Because of the fact that so many of us spend our days rushing around from one obligation to the next, the unfortunate truth is that many of us tend to overlook certain nutritional staples. Insoluble and soluble fiber (the stuff that keeps us going) is one of the most easily disregarded nutrients. We may rush around, bouncing from work to the store to the drycleaners to the post office before realizing, “Hey! I haven’t ‘gone’ in two days!” While it may seem a little funny, fiber is no laughing matter. Not only does this nutrient keep us regular, diets rich in fiber may prevent serious health conditions such as heart disease, hypertension, and stroke1.
So how do we get the fiber we need throughout the day?
Most plant-based foods contain a combination of both soluble and insoluble fiber. It is extremely important that we get a significant dose of both types of fiber on a daily basis. Insoluble fiber is not broken down or changed at all once it enters the body – it stays intact as it makes its way through the colon, helping to prompt the flow of other waste. Soluble fiber, on the other hands, is transformed into a sort of gel once it enters the stomach, aiding in digestion and helping to lower blood glucose and cholesterol1. While getting enough fiber is crucial to maintaining regular bodily function and keeping things regulated, it is also possible to overdo it on fibrous foods. When fiber intake is rapidly and dramatically increased, bloating, gas, and intestinal discomfort are likely to occur.
In order to get just the right amount of fiber into your diet each day, try incorporating some of the following foods – all of which are very high in soluble and insoluble fibers.
Lentils are extremely high in fiber, boasting around 16 grams per cup2. Use lentils to make a classic and hearty soup, or incorporate them into the patty of a mouth-watering veggie burger.
- Black beans
One cup of cooked black beans has about 15 grams of fiber3, making this complex-carb the perfect addition to any stew. Add a cup of black beans to your huevos rancheros, or nosh on a cup topped with guacamole and sour cream as an ideal post-workout snack.
A cup of raw raspberries has a whopping 8 grams of fiber3. Add some to your morning oatmeal, or simply eat a handful or two on the go for a delicious and easy fiber boost.
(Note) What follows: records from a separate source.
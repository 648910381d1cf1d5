//! Rules scoped to the active stack
//!
//! Only the stack selected for this run is checked; other stacks in the
//! manifest are deployed by other runs and validated then.

use std::collections::HashSet;

use deployer_meta::{
    BlockDeviceSpec, DEFAULT_SPOT_ALLOCATION_STRATEGY, InstanceMarketOptions, LifecycleHookSpec,
    MixedInstancesPolicy, RegionSpec, StackSpec,
};

use super::{ValidationError, ValidationWarning, WarningKind};
use crate::config::RunConfig;

/// Volume types a block device may use.
pub const VOLUME_TYPES: [&str; 4] = ["io1", "gp2", "st1", "sc1"];

/// Smallest st1 volume, in GiB.
pub const ST1_MIN_SIZE_GIB: u32 = 500;

/// Longest spot block duration, in minutes.
pub const MAX_BLOCK_DURATION_MINUTES: u32 = 360;

type Result<T> = std::result::Result<T, ValidationError>;

pub(super) fn check_stack(
    stack: &StackSpec,
    run: &RunConfig,
    warnings: &mut Vec<ValidationWarning>,
) -> Result<()> {
    check_scaling(stack)?;
    check_market_options(&stack.instance_market_options)?;
    check_block_devices(&stack.block_devices)?;
    check_lifecycle_hooks(stack, warnings)?;
    check_regions(&stack.regions, run.ami.as_deref())?;
    if let Some(policy) = stack.mixed_instances_policy.as_ref().filter(|p| p.enabled) {
        check_mixed_instances(policy)?;
    }

    if !stack.capacity.is_ordered() {
        ValidationWarning::record(
            warnings,
            WarningKind::UnorderedCapacity,
            &stack.stack,
            format!("capacity should satisfy min <= desired <= max ({})", stack.capacity),
        );
    }
    Ok(())
}

/// Scaling policies need names, and alarms may only trigger existing policies.
fn check_scaling(stack: &StackSpec) -> Result<()> {
    let mut policies = HashSet::new();
    for policy in &stack.autoscaling {
        if policy.name.is_empty() {
            return Err(ValidationError::UnnamedScalingPolicy);
        }
        policies.insert(policy.name.as_str());
    }

    for alarm in &stack.alarms {
        if let Some(action) = alarm
            .alarm_actions
            .iter()
            .find(|action| !policies.contains(action.as_str()))
        {
            return Err(ValidationError::UnknownAlarmAction {
                alarm: alarm.name.clone(),
                action: action.clone(),
            });
        }
    }
    Ok(())
}

fn check_market_options(options: &InstanceMarketOptions) -> Result<()> {
    let Some(market_type) = options.market_type.as_deref() else {
        return Ok(());
    };
    if market_type != "spot" {
        return Err(ValidationError::InvalidMarketType {
            market_type: market_type.to_string(),
        });
    }

    let spot = &options.spot_options;
    if let Some(minutes) = spot.block_duration_minutes {
        if minutes == 0 || minutes % 60 != 0 || minutes > MAX_BLOCK_DURATION_MINUTES {
            return Err(ValidationError::InvalidBlockDuration { minutes });
        }
    }

    if spot.spot_instance_type.as_deref() == Some("persistent")
        && spot.instance_interruption_behavior.as_deref() == Some("terminate")
    {
        return Err(ValidationError::PersistentSpotWithTerminate);
    }
    Ok(())
}

fn check_block_devices(devices: &[BlockDeviceSpec]) -> Result<()> {
    let mut seen = HashSet::new();
    for device in devices {
        if device.device_name.is_empty() {
            return Err(ValidationError::MissingDeviceName);
        }

        if !VOLUME_TYPES.contains(&device.volume_type.as_str()) {
            return Err(ValidationError::UnsupportedVolumeType {
                device: device.device_name.clone(),
                volume_type: device.volume_type.clone(),
            });
        }

        if device.volume_type == "st1" && device.volume_size < ST1_MIN_SIZE_GIB {
            return Err(ValidationError::St1VolumeTooSmall {
                device: device.device_name.clone(),
                size: device.volume_size,
            });
        }

        if !seen.insert(device.device_name.as_str()) {
            return Err(ValidationError::DuplicateDeviceName {
                device: device.device_name.clone(),
            });
        }
    }
    Ok(())
}

fn check_lifecycle_hooks(stack: &StackSpec, warnings: &mut Vec<ValidationWarning>) -> Result<()> {
    let hooks = &stack.lifecycle_hooks;
    for hook in hooks.launch_transition.iter().chain(&hooks.terminate_transition) {
        check_hook(hook)?;

        if hook.heartbeat_timeout.unwrap_or(0) == 0 {
            ValidationWarning::record(
                warnings,
                WarningKind::MissingHeartbeatTimeout,
                &stack.stack,
                format!(
                    "lifecycle hook '{}' has no heartbeat timeout; the transition may wait a long time",
                    hook.lifecycle_hook_name
                ),
            );
        }
    }
    Ok(())
}

/// A notification target and the role that publishes to it come as a pair.
fn check_hook(hook: &LifecycleHookSpec) -> Result<()> {
    match (&hook.notification_target_arn, &hook.role_arn) {
        (Some(_), None) => Err(ValidationError::MissingHookRoleArn {
            hook: hook.lifecycle_hook_name.clone(),
        }),
        (None, Some(_)) => Err(ValidationError::MissingHookTargetArn {
            hook: hook.lifecycle_hook_name.clone(),
        }),
        _ => Ok(()),
    }
}

fn check_regions(regions: &[RegionSpec], global_ami: Option<&str>) -> Result<()> {
    for region in regions {
        if global_ami.is_none() && region.ami_id.is_none() {
            return Err(ValidationError::MissingAmi {
                region: region.region.clone(),
            });
        }

        if region.instance_type.is_empty() {
            return Err(ValidationError::MissingInstanceType {
                region: region.region.clone(),
            });
        }
    }
    Ok(())
}

fn check_mixed_instances(policy: &MixedInstancesPolicy) -> Result<()> {
    let strategy = policy.effective_allocation_strategy();
    if strategy != DEFAULT_SPOT_ALLOCATION_STRATEGY && policy.spot_instance_pools > 0 {
        return Err(ValidationError::SpotPoolsRequireLowestPrice {
            strategy: strategy.to_string(),
        });
    }

    if policy.override_instance_types.is_empty() {
        return Err(ValidationError::MissingOverrideInstanceTypes);
    }
    Ok(())
}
Shooting in fiber-wise only slightly below raspberries, blackberries boast around 7.6 grams per cup3. Blackberries are a great treat straight from the carton, and also add a delicious topping for pancakes, yogurt, cereal, and pretty much anything else you can think of.
This super-food doesn’t stop at omega-3 fatty acids – each half avocado contains about 7 grams of fiber4. Pile avocado on top of salads, burgers, or breakfast dishes for a whopping dose of healthy-fats, vitamins, and fiber.
- Bran flakes
Turn boring bran flakes into a breakfast parfait, or add some blackberries and honey to your bowl of cereal for added fiber and flavor. Each cup serving of bran flakes contains 7 grams of filling fiber, and will work to keep you satisfied up until lunch.
Adding fiber to your daily diet regime takes little effort, and you are sure to notice the payoff in a short amount of time! Conscious eating is happy eating, and a little fiber goes a long way.